Yira avait un frère et trois sœurs. Elle grandit à Adi pendant le système de Zeriba. Selon ce système les missionnaires occidentaux à la station missionnaire d’African Inland Mission à Adi avaient organisé une sorte d’internat pour héberger et encadrer moralement et spirituellement les jeunes filles du milieu jusqu’à ce qu’elles trouvent un mari.

Yira ne fit que trois ans d’école primaire. Elle parle couramment le kiswahili, le kikakwa, le kilugbara, et le lingala.

Yira crut en Jésus-Christ quand elle était dans le Zeriba. Elle fut baptisée à Adi en 1934 à l’âge de quatorze ans. A l’occasion du baptême elle choisit le nom Jokébed, se rappelant la mère de Moise dans Exode 6 v. 20.

Yira épousa monsieur Yosefa Yuga lorsqu’elle eut dix-huit ans et ils eurent un garçon. Yosefa était un chrétien fervent de l’église protestante créée par African Inland Mission. Malheureusement la foudre le tua en 1942. La famille décida de remarier Yira à monsieur Aliga, cousin de son défunt mari. Celui-ci était un païen et un grand soûlard. Avec son deuxième mari, Yira donna le jour à une fille et quatre garçons.

Malgré la méconduite de son mari, Yira était très fervente dans les activités de l’église. Elle devint diaconesse et servit le Seigneur jusqu’en 1965. En 1966, elle et toute sa famille s’enfuirent en Ouganda car la rébellion muléliste menaçait la population au Congo. Ils s’installèrent à Gwara/Karuma sur la route de Gulu (Ouganda) où Yira et ses quatre enfants commencèrent une cellule de prière dans leur maison. Petit à petit, celle-ci devint une chapelle appelée Awu qui adhéra bientôt à l’Église Anglicane de l’Ouganda. Le mari de Yira n’était toujours pas baptisé, bien que participant activement aux activités de l’église. La chapelle Awu devint une sous-paroisse et Yira fut désignée comme responsable, autrement dit, son évangéliste. Elle dirigea la sous-paroisse jusqu’en 1976 quand la paroisse de Kryandongo, dont la sous-paroisse Awu faisait partie, envoya un nouvel évangéliste et désigna Yira comme conseillère.
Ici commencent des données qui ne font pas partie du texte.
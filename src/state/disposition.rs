/// Artifact disposition definitions
///
/// This module defines the outcome classification of one artifact
/// acquisition attempt.
use serde::{Deserialize, Serialize};
use std::fmt;

/// Outcome of acquiring the artifact behind one record
#[derive(Debug, Clone, Copy, PartialEq, Eq, Hash, PartialOrd, Ord, Serialize, Deserialize)]
#[serde(rename_all = "snake_case")]
pub enum Disposition {
    /// Record is known but its artifact has not been attempted
    Pending,

    /// Artifact was fetched, verified and written to disk
    Downloaded,

    /// Record carries no artifact URL
    SkippedNoUrl,

    /// Fetched bytes were not a valid PDF
    InvalidFormat,

    /// Transport failed or the source blocked the request
    Failed,
}

impl Disposition {
    /// Returns true once an attempt has settled the record for this run
    pub fn is_terminal(&self) -> bool {
        !matches!(self, Self::Pending)
    }

    /// Returns true if the artifact is on disk
    pub fn is_success(&self) -> bool {
        matches!(self, Self::Downloaded)
    }

    /// Returns true if a later run should try the artifact again
    pub fn needs_acquisition(&self) -> bool {
        !self.is_success()
    }

    /// Converts the disposition to its stored string form
    ///
    /// Used by the download log table and the snapshot.
    pub fn as_str(&self) -> &'static str {
        match self {
            Self::Pending => "pending",
            Self::Downloaded => "downloaded",
            Self::SkippedNoUrl => "skipped_no_url",
            Self::InvalidFormat => "invalid_format",
            Self::Failed => "failed",
        }
    }

    /// Parses a disposition from its stored string form
    pub fn from_db_string(s: &str) -> Option<Self> {
        match s {
            "pending" => Some(Self::Pending),
            "downloaded" => Some(Self::Downloaded),
            "skipped_no_url" => Some(Self::SkippedNoUrl),
            "invalid_format" => Some(Self::InvalidFormat),
            "failed" => Some(Self::Failed),
            _ => None,
        }
    }

    /// Returns all dispositions
    pub fn all() -> [Self; 5] {
        [
            Self::Pending,
            Self::Downloaded,
            Self::SkippedNoUrl,
            Self::InvalidFormat,
            Self::Failed,
        ]
    }
}

impl fmt::Display for Disposition {
    fn fmt(&self, f: &mut fmt::Formatter<'_>) -> fmt::Result {
        write!(f, "{}", self.as_str())
    }
}
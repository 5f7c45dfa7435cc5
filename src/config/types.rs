use serde::Deserialize;
use std::path::PathBuf;
use std::time::Duration;

/// Project URL advertised by the tool's own identity string
const PROJECT_UA_URL: &str = "https://github.com/scholar-ripple/scholar-ripple";

/// Browser identities rotated through by the transport
const BROWSER_USER_AGENTS: [&str; 5] = [
    "Mozilla/5.0 (Windows NT 10.0; Win64; x64) AppleWebKit/537.36 (KHTML, like Gecko) Chrome/120.0.0.0 Safari/537.36",
    "Mozilla/5.0 (Macintosh; Intel Mac OS X 10_15_7) AppleWebKit/537.36 (KHTML, like Gecko) Chrome/120.0.0.0 Safari/537.36",
    "Mozilla/5.0 (X11; Linux x86_64) AppleWebKit/537.36 (KHTML, like Gecko) Chrome/120.0.0.0 Safari/537.36",
    "Mozilla/5.0 (Windows NT 10.0; Win64; x64; rv:121.0) Gecko/20100101 Firefox/121.0",
    "Mozilla/5.0 (Macintosh; Intel Mac OS X 10_15_7) AppleWebKit/605.1.15 (KHTML, like Gecko) Version/17.1 Safari/605.1.15",
];

/// Main configuration structure for Scholar-Ripple
///
/// Every section has defaults, so an empty TOML document is a valid config.
#[derive(Debug, Clone, Default, Deserialize)]
pub struct Config {
    #[serde(default)]
    pub transport: TransportConfig,
    #[serde(default)]
    pub crawler: CrawlerConfig,
    #[serde(default)]
    pub download: DownloadConfig,
    #[serde(default)]
    pub output: OutputConfig,
    #[serde(default, rename = "block-detection")]
    pub block_detection: BlockDetectionConfig,
    #[serde(default, rename = "open-access")]
    pub open_access: OpenAccessConfig,
}

/// Request pacing, retry and identity configuration
#[derive(Debug, Clone, Deserialize)]
#[serde(rename_all = "kebab-case", default)]
pub struct TransportConfig {
    /// Minimum time between two outbound requests (milliseconds)
    pub request_delay_ms: u64,

    /// Upper bound of the random jitter added to the pacing sleep (milliseconds)
    pub jitter_ms: u64,

    /// Hard wall-clock timeout for one page request (seconds)
    pub timeout_secs: u64,

    /// Hard wall-clock timeout for one artifact download (seconds)
    pub download_timeout_secs: u64,

    /// Attempt ceiling for transient failures, including the first attempt
    pub max_attempts: u32,

    /// Backoff before the first retry (milliseconds)
    pub backoff_base_ms: u64,

    /// Backoff cap (milliseconds)
    pub backoff_max_ms: u64,

    /// Backoff growth factor per attempt
    pub backoff_multiplier: f64,

    /// Largest accepted response body (megabytes)
    pub max_body_mb: u64,

    /// Identity pool the User-Agent header is drawn from
    pub user_agents: Vec<String>,
}

impl TransportConfig {
    pub fn request_delay(&self) -> Duration {
        Duration::from_millis(self.request_delay_ms)
    }

    pub fn jitter(&self) -> Duration {
        Duration::from_millis(self.jitter_ms)
    }

    pub fn timeout(&self) -> Duration {
        Duration::from_secs(self.timeout_secs)
    }

    pub fn download_timeout(&self) -> Duration {
        Duration::from_secs(self.download_timeout_secs)
    }

    pub fn max_body_bytes(&self) -> u64 {
        self.max_body_mb.saturating_mul(1024 * 1024)
    }
}

impl Default for TransportConfig {
    fn default() -> Self {
        let mut user_agents: Vec<String> =
            BROWSER_USER_AGENTS.iter().map(|ua| ua.to_string()).collect();
        user_agents.push(default_tool_user_agent());

        Self {
            request_delay_ms: 8_000,
            jitter_ms: 500,
            timeout_secs: 30,
            download_timeout_secs: 60,
            max_attempts: 3,
            backoff_base_ms: 4_000,
            backoff_max_ms: 30_000,
            backoff_multiplier: 2.0,
            max_body_mb: 50,
            user_agents,
        }
    }
}

/// The tool's own identity, mixed into the rotation pool
pub fn default_tool_user_agent() -> String {
    let version = env!("CARGO_PKG_VERSION");
    format!("scholar-ripple/{version} (research-tool; +{PROJECT_UA_URL})")
}

/// Pagination behavior configuration
#[derive(Debug, Clone, Deserialize)]
#[serde(rename_all = "kebab-case", default)]
pub struct CrawlerConfig {
    /// Stop once this many distinct records have been collected
    pub max_records: usize,

    /// Maximum number of page requests per run
    pub max_pages: u32,

    /// Persist the snapshot every N fetched pages
    pub persist_every_pages: u32,

    /// Base URL used to resolve relative links and build search URLs
    pub base_url: String,

    /// Number of results the source serves per page
    pub page_size: u32,
}

impl Default for CrawlerConfig {
    fn default() -> Self {
        Self {
            max_records: 100,
            max_pages: 10,
            persist_every_pages: 2,
            base_url: "https://scholar.google.com".to_string(),
            page_size: 10,
        }
    }
}

/// Artifact acquisition configuration
#[derive(Debug, Clone, Deserialize)]
#[serde(rename_all = "kebab-case", default)]
pub struct DownloadConfig {
    /// Smallest payload accepted as a real PDF
    pub min_artifact_bytes: usize,

    /// Longest generated filename, extension included
    pub filename_max_length: usize,

    /// Persist the snapshot every N processed artifacts
    pub persist_every: usize,
}

impl Default for DownloadConfig {
    fn default() -> Self {
        Self {
            min_artifact_bytes: 1024,
            filename_max_length: 100,
            persist_every: 10,
        }
    }
}

/// Output locations
#[derive(Debug, Clone, Deserialize)]
#[serde(rename_all = "kebab-case", default)]
pub struct OutputConfig {
    /// Resumable JSON snapshot
    pub state_file: PathBuf,

    /// Directory downloaded PDFs are written to
    pub papers_dir: PathBuf,

    /// SQLite download log
    pub download_log: PathBuf,

    /// JSON metadata export
    pub metadata_json: PathBuf,

    /// CSV metadata export
    pub metadata_csv: PathBuf,
}

impl Default for OutputConfig {
    fn default() -> Self {
        Self {
            state_file: PathBuf::from("data/state.json"),
            papers_dir: PathBuf::from("data/papers"),
            download_log: PathBuf::from("data/papers/download_log.db"),
            metadata_json: PathBuf::from("data/metadata/metadata.json"),
            metadata_csv: PathBuf::from("data/metadata/metadata.csv"),
        }
    }
}

/// Markers that identify a challenge page instead of real content
#[derive(Debug, Clone, Deserialize)]
#[serde(rename_all = "kebab-case", default)]
pub struct BlockDetectionConfig {
    /// Case-insensitive phrases searched for in textual bodies
    pub phrases: Vec<String>,

    /// Substrings of the final URL that indicate a challenge redirect
    pub redirect_markers: Vec<String>,
}

impl Default for BlockDetectionConfig {
    fn default() -> Self {
        Self {
            phrases: [
                "unusual traffic",
                "captcha",
                "not a robot",
                "verify you're not a robot",
                "automated queries",
            ]
            .iter()
            .map(|p| p.to_string())
            .collect(),
            redirect_markers: ["/sorry/", "accounts.google.com/ServiceLogin"]
                .iter()
                .map(|m| m.to_string())
                .collect(),
        }
    }
}

/// Open-access lookup for records that have a DOI but no PDF link
#[derive(Debug, Clone, Deserialize)]
#[serde(rename_all = "kebab-case", default)]
pub struct OpenAccessConfig {
    /// Look up an open-access PDF when a record has no artifact URL
    pub enabled: bool,

    /// Contact address sent to Unpaywall; the Unpaywall lookup is skipped without one
    pub contact_email: Option<String>,

    /// Unpaywall API root (`{root}/{doi}?email=...`)
    pub unpaywall_url: String,

    /// CrossRef works API root (`{root}/{doi}`)
    pub crossref_url: String,
}

impl Default for OpenAccessConfig {
    fn default() -> Self {
        Self {
            enabled: true,
            contact_email: None,
            unpaywall_url: "https://api.unpaywall.org/v2".to_string(),
            crossref_url: "https://api.crossref.org/works".to_string(),
        }
    }
}
#[cfg(test)]
mod tests {
    use super::*;

    const PAGE_URL: &str = "https://scholar.example.com/scholar?q=graphs&hl=en";

    fn listing(results: &str, nav: &str) -> String {
        format!(
            r#"<html><body><div id="gs_res_ccl_mid">{}</div><div id="gs_n">{}</div></body></html>"#,
            results, nav
        )
    }

    const FULL_RESULT: &str = r#"
        <div class="gs_r gs_or gs_scl">
          <div class="gs_ggs gs_fl"><div class="gs_ggsd"><div class="gs_or_ggsm">
            <a href="https://files.example.org/graphs.pdf"><span class="gs_ctg2">[PDF]</span> example.org</a>
          </div></div></div>
          <div class="gs_ri">
            <h3 class="gs_rt"><span class="gs_ctu">[HTML]</span>
              <a href="https://doi.example.org/10.1145/3292500.3330701">Deep   learning on graphs</a></h3>
            <div class="gs_a">J Smith, A Jones, … - Journal of Graphs, 2019 - publisher.com</div>
            <div class="gs_rs">We survey methods for learning on graphs.</div>
            <div class="gs_fl"><a href="/scholar?cites=1">Cited by 42</a><a href="/related">Related articles</a></div>
          </div>
        </div>"#;

    #[test]
    fn test_extracts_full_result() {
        let page = ScholarExtractor::default().extract(&listing(FULL_RESULT, ""), PAGE_URL);
        assert_eq!(page.candidates.len(), 1);

        let c = &page.candidates[0];
        assert_eq!(c.title, "Deep learning on graphs");
        assert_eq!(c.authors, vec!["J Smith", "A Jones"]);
        assert_eq!(c.venue, "Journal of Graphs");
        assert_eq!(c.year, Some(2019));
        assert_eq!(c.abstract_text, "We survey methods for learning on graphs.");
        assert_eq!(c.citations, 42);
        assert_eq!(c.url, "https://doi.example.org/10.1145/3292500.3330701");
        assert_eq!(c.pdf_url.as_deref(), Some("https://files.example.org/graphs.pdf"));
        assert_eq!(c.doi.as_deref(), Some("10.1145/3292500.3330701"));
    }

    #[test]
    fn test_minimal_result() {
        let html = listing(
            r#"<div class="gs_ri"><h3 class="gs_rt">[CITATION] A citation only entry</h3></div>"#,
            "",
        );
        let page = ScholarExtractor::default().extract(&html, PAGE_URL);

        let c = &page.candidates[0];
        assert_eq!(c.title, "A citation only entry");
        assert!(c.url.is_empty());
        assert!(c.pdf_url.is_none());
        assert_eq!(c.citations, 0);
        assert_eq!(c.year, None);
    }

    #[test]
    fn test_skips_results_without_title() {
        let html = listing(
            r#"<div class="gs_ri"><div class="gs_a">Nobody - Nowhere, 2001</div></div>"#,
            "",
        );
        assert!(ScholarExtractor::default()
            .extract(&html, PAGE_URL)
            .candidates
            .is_empty());
    }

    #[test]
    fn test_pdf_title_link() {
        let html = listing(
            r#"<div class="gs_ri"><h3 class="gs_rt"><a href="/papers/x.PDF">X</a></h3></div>"#,
            "",
        );
        let page = ScholarExtractor::default().extract(&html, PAGE_URL);
        assert_eq!(
            page.candidates[0].pdf_url.as_deref(),
            Some("https://scholar.example.com/papers/x.PDF")
        );
    }

    #[test]
    fn test_next_link_by_label() {
        let html = listing(
            FULL_RESULT,
            r#"<a href="/scholar?start=0&q=graphs">1</a><a href="/scholar?start=10&q=graphs"><b>Next</b></a>"#,
        );
        let page = ScholarExtractor::default().extract(&html, PAGE_URL);
        assert_eq!(
            page.next_page.as_deref(),
            Some("https://scholar.example.com/scholar?start=10&q=graphs")
        );
    }

    #[test]
    fn test_last_nav_link_must_move_forward() {
        let current = "https://scholar.example.com/scholar?q=graphs&start=20";
        let html = listing(
            FULL_RESULT,
            r#"<a href="/scholar?q=graphs&start=0">1</a><a href="/scholar?q=graphs&start=10">2</a>"#,
        );
        let page = ScholarExtractor::default().extract(&html, current);
        assert!(page.next_page.is_none());
    }

    #[test]
    fn test_no_navigation_means_last_page() {
        let page = ScholarExtractor::default().extract(&listing(FULL_RESULT, ""), PAGE_URL);
        assert!(page.next_page.is_none());
    }

    #[test]
    fn test_successor_increments_start() {
        let extractor = ScholarExtractor::new(10);
        let first = extractor.successor(PAGE_URL).unwrap();
        assert!(first.contains("start=10"));
        assert!(first.contains("q=graphs"));

        let second = extractor.successor(&first).unwrap();
        assert!(second.contains("start=20"));
        assert!(!second.contains("start=10"));
    }

    #[test]
    fn test_parse_author_line_without_year() {
        let (authors, venue, year) = parse_author_line("A Author and B Writer - Some Venue");
        assert_eq!(authors, vec!["A Author", "B Writer"]);
        assert_eq!(venue, "Some Venue");
        assert_eq!(year, None);
    }

    #[test]
    fn test_build_search_url() {
        let url = build_search_url(
            "https://scholar.google.com",
            "graph neural networks",
            Some(2018),
            Some(2020),
        )
        .unwrap();
        assert!(url.starts_with("https://scholar.google.com/scholar?q=graph+neural+networks"));
        assert!(url.contains("hl=en"));
        assert!(url.contains("as_ylo=2018"));
        assert!(url.contains("as_yhi=2020"));
    }

    #[test]
    fn test_build_search_url_rejects_bad_base() {
        assert!(build_search_url("not a url", "x", None, None).is_err());
    }
}
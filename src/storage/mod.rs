//! Storage module for persisting retrieval data
//!
//! This module handles everything that outlives a single run:
//! - The resumable JSON snapshot of records, dispositions and counters
//! - The SQLite download log of artifact attempts
//! - In-memory stand-ins for both, used by tests

mod json;
mod memory;
mod schema;
mod sqlite;
mod traits;

pub use json::{atomic_write, JsonStateStore};
pub use memory::{MemoryDownloadLog, MemoryStateStore};
pub use sqlite::SqliteDownloadLog;
pub use traits::{DownloadLog, DownloadLogEntry, StateStore, StorageError, StorageResult};

use crate::state::RetrievalState;

/// Stamps and saves `state`, logging instead of failing
///
/// A failed save never aborts the caller; the next checkpoint retries it.
///
/// # Returns
///
/// `true` if the snapshot was written
pub fn persist(store: &dyn StateStore, state: &mut RetrievalState) -> bool {
    state.mark_saved();
    match store.save(state) {
        Ok(()) => true,
        Err(e) => {
            tracing::warn!("Failed to persist state: {}", e);
            false
        }
    }
}
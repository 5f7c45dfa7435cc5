//! Pagination controller - main crawl orchestration logic
//!
//! This module drives the page-by-page crawl:
//! - Preparing a fresh or resumed retrieval state
//! - Fetching each listing page through the transport
//! - Handing page bodies to the field extractor and inserting records
//! - Deciding whether to continue, and why not
//! - Persisting state periodically and on every stop
//!
//! # States
//!
//! ```text
//! Start → Fetching → Extracting → Deciding ─┬→ Fetching
//!             │                              └→ Stopped
//!             └→ Stopped (blocked / error / interrupted)
//! ```

use crate::config::CrawlerConfig;
use crate::crawler::fetcher::Fetch;
use crate::crawler::parser::FieldExtractor;
use crate::crawler::shutdown::ShutdownSignal;
use crate::state::{CandidateRecord, Record, RetrievalState};
use crate::storage::{persist, StateStore, StorageResult};
use serde::{Deserialize, Serialize};
use std::fmt;
use std::sync::Arc;

/// Why a crawl stopped
#[derive(Debug, Clone, Copy, PartialEq, Eq, Serialize, Deserialize)]
#[serde(rename_all = "snake_case")]
pub enum StopReason {
    /// The source answered with a challenge page
    Blocked,

    /// A page failed and no successor could be named
    Error,

    /// No next page, or the page budget is spent
    Exhausted,

    /// The record limit was reached
    MaxReached,

    /// Shutdown was requested
    Interrupted,
}

impl StopReason {
    pub fn as_str(&self) -> &'static str {
        match self {
            Self::Blocked => "blocked",
            Self::Error => "error",
            Self::Exhausted => "exhausted",
            Self::MaxReached => "max_reached",
            Self::Interrupted => "interrupted",
        }
    }
}

impl fmt::Display for StopReason {
    fn fmt(&self, f: &mut fmt::Formatter<'_>) -> fmt::Result {
        f.write_str(self.as_str())
    }
}

/// Result of one crawl run
#[derive(Debug, Clone, PartialEq, Eq)]
pub struct CrawlOutcome {
    pub reason: StopReason,

    /// Distinct records added by this run
    pub records_added: usize,

    /// Distinct records in the state after this run
    pub total_records: usize,

    /// Pages fetched successfully by this run
    pub pages_fetched: u32,

    /// Whether the final snapshot was written
    pub persisted: bool,
}

/// Limits and cadence for a crawl
#[derive(Debug, Clone, PartialEq, Eq)]
pub struct CrawlOptions {
    pub max_records: usize,

    /// Page attempts allowed per run, failed pages included
    pub max_pages: u32,

    pub persist_every_pages: u32,
}

impl Default for CrawlOptions {
    fn default() -> Self {
        Self::from_config(&CrawlerConfig::default())
    }
}

impl CrawlOptions {
    pub fn from_config(config: &CrawlerConfig) -> Self {
        Self {
            max_records: config.max_records,
            max_pages: config.max_pages,
            persist_every_pages: config.persist_every_pages.max(1),
        }
    }
}

/// Loads the state a crawl starts from
///
/// # Arguments
///
/// * `store` - Where snapshots live
/// * `seed_url` - First listing page of a fresh run
/// * `resume` - Continue from the persisted snapshot if one exists
///
/// # Returns
///
/// * `Ok(RetrievalState)` - A resumed snapshot, or a fresh state at `seed_url`
/// * `Err(StorageError)` - A snapshot exists but cannot be read
pub fn prepare_state(
    store: &dyn StateStore,
    seed_url: &str,
    resume: bool,
) -> StorageResult<RetrievalState> {
    if !resume {
        tracing::info!("Starting fresh crawl at {}", seed_url);
        return Ok(RetrievalState::new(seed_url));
    }

    match store.load()? {
        Some(state) => {
            if let Some(query) = state.query() {
                if query.url != seed_url {
                    tracing::warn!(
                        "Resuming snapshot for {} (requested {})",
                        query.url,
                        seed_url
                    );
                }
            }
            tracing::info!(
                "Resuming with {} records, next page: {}",
                state.len(),
                state.next_page_url().unwrap_or("none")
            );
            Ok(state)
        }
        None => {
            tracing::info!("No snapshot found, starting fresh crawl at {}", seed_url);
            Ok(RetrievalState::new(seed_url))
        }
    }
}

/// Drives the page-by-page crawl
pub struct PaginationController {
    transport: Arc<dyn Fetch>,
    extractor: Arc<dyn FieldExtractor>,
    store: Arc<dyn StateStore>,
    options: CrawlOptions,
    shutdown: ShutdownSignal,
}

impl PaginationController {
    /// Creates a controller
    ///
    /// # Arguments
    ///
    /// * `transport` - Fetches listing pages
    /// * `extractor` - Turns page bodies into candidates
    /// * `store` - Receives periodic and final snapshots
    /// * `options` - Limits and persistence cadence; a cadence of 0 is treated as 1
    pub fn new(
        transport: Arc<dyn Fetch>,
        extractor: Arc<dyn FieldExtractor>,
        store: Arc<dyn StateStore>,
        mut options: CrawlOptions,
    ) -> Self {
        options.persist_every_pages = options.persist_every_pages.max(1);
        Self {
            transport,
            extractor,
            store,
            options,
            shutdown: ShutdownSignal::never(),
        }
    }

    /// Observes `signal` for cancellation
    pub fn with_shutdown(mut self, signal: ShutdownSignal) -> Self {
        self.shutdown = signal;
        self
    }

    /// Runs the crawl until a stop condition is met
    ///
    /// Never fails: every stop, including blocks and transport errors, ends
    /// with a persisted snapshot and a [`CrawlOutcome`] naming the reason.
    pub async fn run(&self, state: &mut RetrievalState) -> CrawlOutcome {
        let initial_records = state.len();
        let mut shutdown = self.shutdown.clone();
        let mut pages_attempted: u32 = 0;
        let mut pages_fetched: u32 = 0;

        let reason = loop {
            if state.len() >= self.options.max_records {
                break StopReason::MaxReached;
            }

            let url = match state.next_page_url() {
                Some(url) => url.to_string(),
                None => break StopReason::Exhausted,
            };

            if pages_attempted >= self.options.max_pages {
                break StopReason::Exhausted;
            }

            if shutdown.is_triggered() {
                break StopReason::Interrupted;
            }

            pages_attempted += 1;
            tracing::info!("Fetching page {}: {}", pages_attempted, url);

            let fetched = tokio::select! {
                biased;
                _ = shutdown.triggered() => None,
                result = self.transport.fetch(&url) => Some(result),
            };

            let result = match fetched {
                Some(result) => result,
                None => break StopReason::Interrupted,
            };

            match result {
                Ok(body) => {
                    let page = self.extractor.extract(&String::from_utf8_lossy(&body), &url);
                    state.record_page_fetched(page.candidates.len());
                    pages_fetched += 1;

                    let added = self.insert_candidates(state, page.candidates);
                    tracing::info!(
                        "Page {}: {} new records ({} total)",
                        pages_attempted,
                        added,
                        state.len()
                    );
                    state.set_next_page_url(page.next_page);
                }
                Err(e) if e.is_blocked() => {
                    tracing::warn!("Blocked while fetching {}: {}", url, e);
                    break StopReason::Blocked;
                }
                Err(e) => {
                    state.record_page_failed();
                    tracing::warn!("Failed to fetch {}: {}", url, e);

                    match self.extractor.successor(&url) {
                        Some(next) => {
                            tracing::info!("Skipping to {}", next);
                            state.set_next_page_url(Some(next));
                        }
                        None => break StopReason::Error,
                    }
                }
            }

            if pages_attempted % self.options.persist_every_pages == 0 {
                persist(self.store.as_ref(), state);
            }
        };

        state.set_last_stop(reason);
        let persisted = persist(self.store.as_ref(), state);
        log_stop(reason, state);

        CrawlOutcome {
            reason,
            records_added: state.len().saturating_sub(initial_records),
            total_records: state.len(),
            pages_fetched,
            persisted,
        }
    }

    /// Validates and inserts candidates, stopping exactly at the record limit
    fn insert_candidates(
        &self,
        state: &mut RetrievalState,
        candidates: Vec<CandidateRecord>,
    ) -> usize {
        let mut added = 0;

        for candidate in candidates {
            if state.len() >= self.options.max_records {
                tracing::debug!("Record limit reached, dropping remaining candidates");
                break;
            }

            let title = candidate.title.clone();
            match Record::from_candidate(candidate) {
                Ok(record) => {
                    if state.insert(record) {
                        added += 1;
                    } else {
                        tracing::debug!("Duplicate record: {}", title);
                    }
                }
                Err(e) => tracing::warn!("Skipping invalid record '{}': {}", title, e),
            }
        }

        added
    }
}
En 1980, Yira et sa famille rentrèrent dans leur pays d’origine, la République Démocratique du Congo.

Bien que courbée par l’age, Yira continue à travailler au champ et à faire certains travaux domestiques. Elle continue également à utiliser son don de chanteuse dans l’église. Elle fait membre du groupe “Saba-Saba,” un groupe qui chante par cœur les cantiques religieux en langue kikakwa lors de grandes manifestations religieuses dans la région (2005).

Pendant toute sa vie Yira a toujours aimé la Bible, la prière, et surtout les chants. Beaucoup de chrétiens actuels témoignent qu’ils furent convertis par elle. C’est le cas par exemple de Révérend Tabani Yosia de la Communauté Évangélique au Centre de l’Afrique, section Adi. Yira continue également à être une bonne conseillère de femmes récemment mariées.

Yossa Way


Sources:

Jesse Leeku, fils de Yira, interview du 2 janvier 2005 à Aru.

Yira Yokabedi, interview.


Cet article, reçu en 2005, est le produit des recherches du Révérend Yossa Way. Celui-ci est professeur de théologie à l’Institut Supérieur Théologique Anglican (Bunia/Aru, Rép. Dém. du Congo) et récipiendaire de la bourse du Projet Luc.